==== Data shown
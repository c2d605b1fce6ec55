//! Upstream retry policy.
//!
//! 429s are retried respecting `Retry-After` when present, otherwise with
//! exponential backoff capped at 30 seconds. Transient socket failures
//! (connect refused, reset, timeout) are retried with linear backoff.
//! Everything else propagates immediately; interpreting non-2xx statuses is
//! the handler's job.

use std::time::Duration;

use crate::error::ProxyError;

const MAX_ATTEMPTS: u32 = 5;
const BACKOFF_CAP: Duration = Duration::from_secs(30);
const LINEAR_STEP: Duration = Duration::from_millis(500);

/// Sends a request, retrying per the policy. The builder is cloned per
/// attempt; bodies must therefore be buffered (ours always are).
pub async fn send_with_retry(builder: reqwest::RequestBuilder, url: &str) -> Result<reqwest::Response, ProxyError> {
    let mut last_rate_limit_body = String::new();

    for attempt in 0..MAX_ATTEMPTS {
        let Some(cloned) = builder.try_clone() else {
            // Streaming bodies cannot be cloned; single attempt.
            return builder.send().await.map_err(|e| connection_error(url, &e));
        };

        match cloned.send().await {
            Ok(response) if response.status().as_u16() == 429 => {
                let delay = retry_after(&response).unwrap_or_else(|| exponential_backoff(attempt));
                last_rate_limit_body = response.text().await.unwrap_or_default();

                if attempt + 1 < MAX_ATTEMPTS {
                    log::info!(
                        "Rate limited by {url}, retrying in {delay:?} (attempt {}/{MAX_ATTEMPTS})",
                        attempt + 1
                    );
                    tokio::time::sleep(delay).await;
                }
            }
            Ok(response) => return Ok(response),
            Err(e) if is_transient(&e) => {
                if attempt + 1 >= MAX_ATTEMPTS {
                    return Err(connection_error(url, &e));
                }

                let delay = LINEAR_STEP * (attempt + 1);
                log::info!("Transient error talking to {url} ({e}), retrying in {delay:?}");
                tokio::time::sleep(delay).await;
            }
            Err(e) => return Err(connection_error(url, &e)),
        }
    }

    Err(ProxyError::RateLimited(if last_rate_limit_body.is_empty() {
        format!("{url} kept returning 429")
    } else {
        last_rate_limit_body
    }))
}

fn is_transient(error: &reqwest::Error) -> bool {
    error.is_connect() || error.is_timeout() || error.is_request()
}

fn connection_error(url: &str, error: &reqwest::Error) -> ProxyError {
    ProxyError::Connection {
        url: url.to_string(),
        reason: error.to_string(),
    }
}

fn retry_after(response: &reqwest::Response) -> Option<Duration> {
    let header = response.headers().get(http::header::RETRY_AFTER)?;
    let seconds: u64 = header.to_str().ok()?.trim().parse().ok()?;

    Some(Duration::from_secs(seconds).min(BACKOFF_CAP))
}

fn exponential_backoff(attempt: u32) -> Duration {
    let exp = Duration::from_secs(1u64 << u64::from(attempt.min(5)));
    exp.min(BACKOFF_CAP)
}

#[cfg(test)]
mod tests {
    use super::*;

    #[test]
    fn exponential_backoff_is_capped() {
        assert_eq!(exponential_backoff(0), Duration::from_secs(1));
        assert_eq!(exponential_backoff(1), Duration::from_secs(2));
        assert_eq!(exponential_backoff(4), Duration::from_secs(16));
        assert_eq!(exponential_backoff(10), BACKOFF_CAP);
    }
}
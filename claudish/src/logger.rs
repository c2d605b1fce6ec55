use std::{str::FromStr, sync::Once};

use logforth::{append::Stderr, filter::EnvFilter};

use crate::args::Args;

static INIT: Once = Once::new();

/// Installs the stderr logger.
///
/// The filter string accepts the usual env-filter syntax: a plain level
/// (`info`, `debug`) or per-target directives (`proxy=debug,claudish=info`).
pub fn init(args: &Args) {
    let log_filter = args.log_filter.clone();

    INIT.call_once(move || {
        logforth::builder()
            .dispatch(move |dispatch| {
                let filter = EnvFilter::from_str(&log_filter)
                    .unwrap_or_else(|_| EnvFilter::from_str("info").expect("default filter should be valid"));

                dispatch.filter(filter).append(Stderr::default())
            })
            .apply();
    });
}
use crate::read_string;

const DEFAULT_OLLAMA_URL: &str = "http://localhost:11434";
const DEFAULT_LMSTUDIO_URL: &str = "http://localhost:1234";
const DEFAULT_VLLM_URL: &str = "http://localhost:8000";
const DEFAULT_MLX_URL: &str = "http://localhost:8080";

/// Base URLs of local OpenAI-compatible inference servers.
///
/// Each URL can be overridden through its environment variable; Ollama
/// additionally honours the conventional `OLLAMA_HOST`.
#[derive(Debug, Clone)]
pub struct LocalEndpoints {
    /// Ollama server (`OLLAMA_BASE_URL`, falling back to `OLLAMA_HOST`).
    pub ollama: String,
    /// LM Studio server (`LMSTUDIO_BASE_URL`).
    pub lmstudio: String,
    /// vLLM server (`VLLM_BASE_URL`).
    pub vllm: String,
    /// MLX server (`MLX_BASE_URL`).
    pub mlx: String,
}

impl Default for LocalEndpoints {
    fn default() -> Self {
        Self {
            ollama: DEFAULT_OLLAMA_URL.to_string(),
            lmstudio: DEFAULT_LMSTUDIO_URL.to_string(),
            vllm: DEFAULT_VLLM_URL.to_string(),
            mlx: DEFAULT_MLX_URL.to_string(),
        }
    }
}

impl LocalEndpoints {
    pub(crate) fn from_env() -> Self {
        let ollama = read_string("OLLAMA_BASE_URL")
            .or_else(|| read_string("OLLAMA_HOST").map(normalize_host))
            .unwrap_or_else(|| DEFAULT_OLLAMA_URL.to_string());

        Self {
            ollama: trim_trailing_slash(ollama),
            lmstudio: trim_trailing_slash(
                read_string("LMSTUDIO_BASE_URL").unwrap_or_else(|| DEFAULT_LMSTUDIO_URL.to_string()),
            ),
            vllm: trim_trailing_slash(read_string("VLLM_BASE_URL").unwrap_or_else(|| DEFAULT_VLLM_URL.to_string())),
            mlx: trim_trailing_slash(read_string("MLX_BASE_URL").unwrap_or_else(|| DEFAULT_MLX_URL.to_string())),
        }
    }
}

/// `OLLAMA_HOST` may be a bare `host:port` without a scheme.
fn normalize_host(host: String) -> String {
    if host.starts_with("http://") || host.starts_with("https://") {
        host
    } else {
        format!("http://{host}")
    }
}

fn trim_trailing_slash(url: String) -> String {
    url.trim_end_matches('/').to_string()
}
========
**Assigned task**
Which lines of the entries above contain the word "impl"? Copy each of them.

**Written response**
impl Default for LocalEndpoints {
impl LocalEndpoints {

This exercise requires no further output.